The crows are rather silent now, though occasionally there is a dreadful towrow over a love affair which does not run smooth. Crows are such canny Scotchmen of the woods that you would hardly expect them to throw caution to the winds and have a riot and a duel with much loud talk over a love affair, but it does happen. Among the pines a day or two ago I heard a great screaming and scolding, cries of anger and distress, and then, before I could reach the scene, silence.
When I got there all I saw was two crows slipping shamefacedly away behind the tree tops. I thought it merely a lovers’ quarrel, but the next day I found beneath the pines not far from the spot a handsome young crow dandy, dead. It puzzled me a bit. He bore no marks of shot, but seemingly had died by violence. He was a stout youngster and had been in the prime of life and vigor. This morning, when all the soft glamor of the spring seemed made for lovers, and many of the birds were very happy about it, I heard another crow quarrel going on, and was mean enough to spy on it.

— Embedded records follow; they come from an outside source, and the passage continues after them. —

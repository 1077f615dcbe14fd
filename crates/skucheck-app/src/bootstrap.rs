//! Wiring the HTTP adapters into a pipeline.

use std::path::Path;
use std::sync::Arc;

use skucheck_airtable::AirtableClient;
use skucheck_config::{SecretProvider, SkuCheckConfig};
use skucheck_drive::DriveClient;
use tracing::debug;

use crate::error::{AppError, AppResult};
use crate::pipeline::SearchPipeline;

/// Load configuration from an optional JSON file and the process environment.
///
/// # Errors
///
/// Returns [`AppError::Config`] when the file or any override is invalid.
pub fn load_config(path: Option<&Path>) -> AppResult<SkuCheckConfig> {
    skucheck_config::load(path, |name| std::env::var(name).ok()).map_err(|source| {
        AppError::Config {
            operation: "config.load",
            source,
        }
    })
}

/// Build a pipeline talking to the configured record store and storage.
///
/// # Errors
///
/// Returns an error when either HTTP client cannot be constructed.
pub fn build_pipeline(
    config: &SkuCheckConfig,
    secrets: Arc<dyn SecretProvider>,
) -> AppResult<SearchPipeline> {
    let timeout = config.http.timeout();
    let store = AirtableClient::new(config.record_store.clone(), timeout, Arc::clone(&secrets))
        .map_err(|source| AppError::RecordStore { source })?;
    let enumerator = DriveClient::new(config.storage.clone(), timeout, secrets)
        .map_err(|source| AppError::Storage { source })?;
    debug!(
        record_store = %config.record_store.api_url,
        base_id = %config.record_store.base_id,
        storage = %config.storage.api_url,
        "search pipeline wired"
    );
    Ok(SearchPipeline::new(Arc::new(store), Arc::new(enumerator)))
}
/// A single cook operation
///
/// Owns the sandbox directory for one run of the pipeline:
///
/// ```text
/// <build_dir>/
///   download/     verified copy of the source archive
///   source/       unpacked source tree
///   env/          build environment prefix (requirements)
///   prefix/       install prefix ($PREFIX during build)
///   home/ tmp/    $HOME and $TMPDIR for scripts
///   logs/         script stdout/stderr
///   staged/       packaged artifact awaiting test
///   test/         test prefix and working directory
/// ```
pub struct Cook<'a> {
    pub(super) kitchen: &'a Kitchen,
    pub(super) recipe: &'a Recipe,
    /// Temporary build directory
    pub(super) build_dir: TempDir,
    /// Source directory within build_dir
    pub(super) source_dir: PathBuf,
    /// Install prefix
    pub(super) prefix_dir: PathBuf,
    /// Build environment prefix (where requirements are installed)
    pub(super) env_dir: PathBuf,
    /// Fingerprint of the recipe record
    pub(super) fingerprint: Option<Sha256Hash>,
    /// Packaged artifact awaiting test and publish
    pub(super) staged: Option<PathBuf>,
    /// Requirement resolution across build and test
    pub(super) resolution: Option<ResolutionResult>,
    /// Phases completed so far
    pub(super) completed: Vec<Phase>,
    /// Build log accumulator
    pub(super) log: String,
    /// Warnings
    pub(super) warnings: Vec<String>,
}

There was a lady, very demure, and there were two lovers anything but demure. Neither could get near enough to the lady to croak soft words of love in her ear, for the other immediately flew at him in a rage. The two tore about among the trees, hurling bad words at one another. It was distinct profanity. They towered high in air and dove perilously one after the other back into the woods again, screaming reckless oaths. Now and then they came together, and one or the other yelled with pain. It lasted but a few minutes, but it was a very hot scrimmage. Then one of them evidently had enough, and abandoned the fight, taking refuge in a thick fir very near me. No one of the three minded my presence.
The victor went back to his lady love on mincing wings, and though I could not see them I knew that he was received with open favor, for the cooing of cawing that followed was positively uncanny. As a reckless freebooter, a wise and jovial latter-day Robin Hood of the woods, I like the crow; but his love-making voice, dear me! One of Macbeth’s witches might address the cauldron in the same tone. Evidently the discomfited rival thought so too, for he began to jaw in an undertone and flew grumbling away, mostly on one wing. I have no direct evidence, of course, but I think my dead crow came to his untimely end in one of these duels between rival lovers.
I was glad to leave the crows behind me for once, and then in the full sunshine of the later morning I chanced upon a tree full of goldfinches. It was a tree full, also, of most delightful music. Each bird was vying with the other in a spring song that was more in tune with the surroundings than any ever written by Bach or Schumann, a pure outgiving of blossoming delight.
The birds themselves have just come into new bloom. Like the sweet gale they seem to have put on new color of gold almost in a night, for they made yellow gleams that were like blossoms all about on the bare twigs, their black wings making the color more vivid by contrast. Yesterday it was, or was it the day before, that these lovely singers were going about in sober brown, like sparrows. Now suddenly they are splashes of tropic sunshine.
It is their mating plumage which they will wear until late August puts them in brown again. They are so happy about it, and their rich, variable songs are such a delight that I am glad they do not quit wooing and go to nest-building until late June, the latest, I think, of all our birds.
And while I listened to the goldfinches a tiny bit of the sky fell. It lighted on a leaf by me, and expanded its wings and enjoyed the full sun. It was one of the least of butterflies and one of the loveliest, the common blue, the winter form, so called because it comes thus in April from a chrysalid that has passed the rigors of winter successfully. Like the blossoming sweet gale the song of the swamp tree frog and the gold of the goldfinch’s plumage this tiny, fearless bit of blue is a seal of the actual soft presence of the spring, which comes only when the April showers have made her calling and election sure.
To be sure, we might have a whiff of snow yet, but it will be only the dust blown far from the fleeing feet of those winter ghosts now scuffing the tundra up where the Saskatchewan empties into Hudson’s Bay.